*Data records*:

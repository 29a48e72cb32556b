//! The versioned field catalog.
//!
//! The catalog pairs every [`TargetField`] with its header aliases and the
//! value shape it expects. Profiles restrict the catalog to the subset of
//! fields a given entry point accepts.

use std::sync::LazyLock;

use regex::Regex;
use serde::{Deserialize, Serialize};

use roster_model::TargetField;

use crate::detect::ValueDetector;
use crate::patterns::aliases;

/// Version of the alias and detector tables. Bumped whenever a change could
/// alter proposals for an existing file.
pub const CATALOG_VERSION: u32 = 1;

static STANDARD: LazyLock<FieldCatalog> = LazyLock::new(|| FieldCatalog {
    specs: TargetField::ALL.iter().map(|&field| FieldSpec::new(field)).collect(),
});

/// Named subsets of the catalog.
#[derive(Debug, Clone, Copy, PartialEq, Eq, Default, Serialize, Deserialize)]
#[serde(rename_all = "snake_case")]
pub enum CatalogProfile {
    /// Every field.
    #[default]
    Full,
    /// Student and guardian fields only; no school or classroom placement.
    Web,
}

impl CatalogProfile {
    pub fn includes(self, field: TargetField) -> bool {
        match self {
            CatalogProfile::Full => true,
            CatalogProfile::Web => !matches!(field, TargetField::School | TargetField::Classroom),
        }
    }

    pub fn as_str(self) -> &'static str {
        match self {
            CatalogProfile::Full => "full",
            CatalogProfile::Web => "web",
        }
    }
}

impl std::str::FromStr for CatalogProfile {
    type Err = String;

    fn from_str(s: &str) -> Result<Self, Self::Err> {
        match s.trim().to_ascii_lowercase().as_str() {
            "full" => Ok(CatalogProfile::Full),
            "web" => Ok(CatalogProfile::Web),
            other => Err(format!("unknown catalog profile '{other}' (expected full or web)")),
        }
    }
}

/// How strongly a header matched a field's aliases.
#[derive(Debug, Clone, Copy, PartialEq, Eq)]
pub enum HeaderMatch {
    /// The whole header is an alias.
    Strong,
    /// An alias appears inside the header.
    Weak,
    None,
}

/// One catalog entry.
#[derive(Debug, Clone)]
pub struct FieldSpec {
    field: TargetField,
    strong: Vec<Regex>,
    weak: Vec<Regex>,
    detector: Option<ValueDetector>,
}

impl FieldSpec {
    fn new(field: TargetField) -> Self {
        let patterns = aliases(field);
        Self {
            field,
            strong: compile(patterns.strong),
            weak: compile(patterns.weak),
            detector: detector_for(field),
        }
    }

    pub fn field(&self) -> TargetField {
        self.field
    }

    /// Value detector for the field, if its values have a recognizable shape.
    pub fn detector(&self) -> Option<ValueDetector> {
        self.detector
    }

    /// Matches a normalized header against the aliases.
    pub fn header_match(&self, normalized: &str) -> HeaderMatch {
        if self.strong.iter().any(|re| re.is_match(normalized)) {
            HeaderMatch::Strong
        } else if self.weak.iter().any(|re| re.is_match(normalized)) {
            HeaderMatch::Weak
        } else {
            HeaderMatch::None
        }
    }
}

fn compile(sources: &[&str]) -> Vec<Regex> {
    sources
        .iter()
        .map(|source| Regex::new(source).expect("alias pattern is valid"))
        .collect()
}

fn detector_for(field: TargetField) -> Option<ValueDetector> {
    use TargetField as F;
    match field {
        F::First | F::Last | F::Guardian1Name | F::Guardian2Name => Some(ValueDetector::PersonName),
        F::StudentExternalId => Some(ValueDetector::Identifier),
        F::Grade => Some(ValueDetector::Grade),
        F::StudentEmail | F::Guardian1Email | F::Guardian2Email => Some(ValueDetector::Email),
        F::Gender => Some(ValueDetector::Gender),
        F::Pronouns => Some(ValueDetector::Pronouns),
        F::Iep | F::Ell | F::Medical => Some(ValueDetector::Boolean),
        F::Guardian1Phone | F::Guardian2Phone => Some(ValueDetector::Phone),
        F::Guardian1Relationship | F::Guardian2Relationship => Some(ValueDetector::Relationship),
        F::School | F::Classroom => None,
    }
}

/// An ordered set of field specs.
#[derive(Debug, Clone)]
pub struct FieldCatalog {
    specs: Vec<FieldSpec>,
}

impl FieldCatalog {
    /// The full catalog.
    pub fn standard() -> &'static FieldCatalog {
        &STANDARD
    }

    /// The catalog restricted to a profile.
    pub fn for_profile(profile: CatalogProfile) -> FieldCatalog {
        Self::standard().filtered(|field| profile.includes(field))
    }

    /// A copy keeping only the fields `keep` accepts.
    pub fn filtered(&self, keep: impl Fn(TargetField) -> bool) -> FieldCatalog {
        FieldCatalog {
            specs: self
                .specs
                .iter()
                .filter(|spec| keep(spec.field))
                .cloned()
                .collect(),
        }
    }

    pub fn version(&self) -> u32 {
        CATALOG_VERSION
    }

    pub fn specs(&self) -> &[FieldSpec] {
        &self.specs
    }

    pub fn fields(&self) -> impl Iterator<Item = TargetField> + '_ {
        self.specs.iter().map(FieldSpec::field)
    }

    pub fn get(&self, field: TargetField) -> Option<&FieldSpec> {
        self.specs.iter().find(|spec| spec.field == field)
    }

    pub fn contains(&self, field: TargetField) -> bool {
        self.get(field).is_some()
    }

    pub fn len(&self) -> usize {
        self.specs.len()
    }

    pub fn is_empty(&self) -> bool {
        self.specs.is_empty()
    }
}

*Instructions to follow*: Nothing is to be left out, and every entry is to be transcribed exactly.

*Written response*:
repository 29a48e72cb32556b
//! The versioned field catalog.
//!
//! The catalog pairs every [`TargetField`] with its header aliases and the
//! value shape it expects. Profiles restrict the catalog to the subset of
//! fields a given entry point accepts.

use std::sync::LazyLock;

use regex::Regex;
use serde::{Deserialize, Serialize};

use roster_model::TargetField;

use crate::detect::ValueDetector;
use crate::patterns::aliases;

/// Version of the alias and detector tables. Bumped whenever a change could
/// alter proposals for an existing file.
pub const CATALOG_VERSION: u32 = 1;

static STANDARD: LazyLock<FieldCatalog> = LazyLock::new(|| FieldCatalog {
    specs: TargetField::ALL.iter().map(|&field| FieldSpec::new(field)).collect(),
});

/// Named subsets of the catalog.
#[derive(Debug, Clone, Copy, PartialEq, Eq, Default, Serialize, Deserialize)]
#[serde(rename_all = "snake_case")]
pub enum CatalogProfile {
    /// Every field.
    #[default]
    Full,
    /// Student and guardian fields only; no school or classroom placement.
    Web,
}

impl CatalogProfile {
    pub fn includes(self, field: TargetField) -> bool {
        match self {
            CatalogProfile::Full => true,
            CatalogProfile::Web => !matches!(field, TargetField::School | TargetField::Classroom),
        }
    }

    pub fn as_str(self) -> &'static str {
        match self {
            CatalogProfile::Full => "full",
            CatalogProfile::Web => "web",
        }
    }
}

impl std::str::FromStr for CatalogProfile {
    type Err = String;

    fn from_str(s: &str) -> Result<Self, Self::Err> {
        match s.trim().to_ascii_lowercase().as_str() {
            "full" => Ok(CatalogProfile::Full),
            "web" => Ok(CatalogProfile::Web),
            other => Err(format!("unknown catalog profile '{other}' (expected full or web)")),
        }
    }
}

/// How strongly a header matched a field's aliases.
#[derive(Debug, Clone, Copy, PartialEq, Eq)]
pub enum HeaderMatch {
    /// The whole header is an alias.
    Strong,
    /// An alias appears inside the header.
    Weak,
    None,
}

/// One catalog entry.
#[derive(Debug, Clone)]
pub struct FieldSpec {
    field: TargetField,
    strong: Vec<Regex>,
    weak: Vec<Regex>,
    detector: Option<ValueDetector>,
}

impl FieldSpec {
    fn new(field: TargetField) -> Self {
        let patterns = aliases(field);
        Self {
            field,
            strong: compile(patterns.strong),
            weak: compile(patterns.weak),
            detector: detector_for(field),
        }
    }

    pub fn field(&self) -> TargetField {
        self.field
    }

    /// Value detector for the field, if its values have a recognizable shape.
    pub fn detector(&self) -> Option<ValueDetector> {
        self.detector
    }

    /// Matches a normalized header against the aliases.
    pub fn header_match(&self, normalized: &str) -> HeaderMatch {
        if self.strong.iter().any(|re| re.is_match(normalized)) {
            HeaderMatch::Strong
        } else if self.weak.iter().any(|re| re.is_match(normalized)) {
            HeaderMatch::Weak
        } else {
            HeaderMatch::None
        }
    }
}

fn compile(sources: &[&str]) -> Vec<Regex> {
    sources
        .iter()
        .map(|source| Regex::new(source).expect("alias pattern is valid"))
        .collect()
}

fn detector_for(field: TargetField) -> Option<ValueDetector> {
    use TargetField as F;
    match field {
        F::First | F::Last | F::Guardian1Name | F::Guardian2Name => Some(ValueDetector::PersonName),
        F::StudentExternalId => Some(ValueDetector::Identifier),
        F::Grade => Some(ValueDetector::Grade),
        F::StudentEmail | F::Guardian1Email | F::Guardian2Email => Some(ValueDetector::Email),
        F::Gender => Some(ValueDetector::Gender),
        F::Pronouns => Some(ValueDetector::Pronouns),
        F::Iep | F::Ell | F::Medical => Some(ValueDetector::Boolean),
        F::Guardian1Phone | F::Guardian2Phone => Some(ValueDetector::Phone),
        F::Guardian1Relationship | F::Guardian2Relationship => Some(ValueDetector::Relationship),
        F::School | F::Classroom => None,
    }
}

/// An ordered set of field specs.
#[derive(Debug, Clone)]
pub struct FieldCatalog {
    specs: Vec<FieldSpec>,
}

impl FieldCatalog {
    /// The full catalog.
    pub fn standard() -> &'static FieldCatalog {
        &STANDARD
    }

    /// The catalog restricted to a profile.
    pub fn for_profile(profile: CatalogProfile) -> FieldCatalog {
        Self::standard().filtered(|field| profile.includes(field))
    }

    /// A copy keeping only the fields `keep` accepts.
    pub fn filtered(&self, keep: impl Fn(TargetField) -> bool) -> FieldCatalog {
        FieldCatalog {
            specs: self
                .specs
                .iter()
                .filter(|spec| keep(spec.field))
                .cloned()
                .collect(),
        }
    }

    pub fn version(&self) -> u32 {
        CATALOG_VERSION
    }

    pub fn specs(&self) -> &[FieldSpec] {
        &self.specs
    }

    pub fn fields(&self) -> impl Iterator<Item = TargetField> + '_ {
        self.specs.iter().map(FieldSpec::field)
    }

    pub fn get(&self, field: TargetField) -> Option<&FieldSpec> {
        self.specs.iter().find(|spec| spec.field == field)
    }

    pub fn contains(&self, field: TargetField) -> bool {
        self.get(field).is_some()
    }

    pub fn len(&self) -> usize {
        self.specs.len()
    }

    pub fn is_empty(&self) -> bool {
        self.specs.is_empty()
    }
}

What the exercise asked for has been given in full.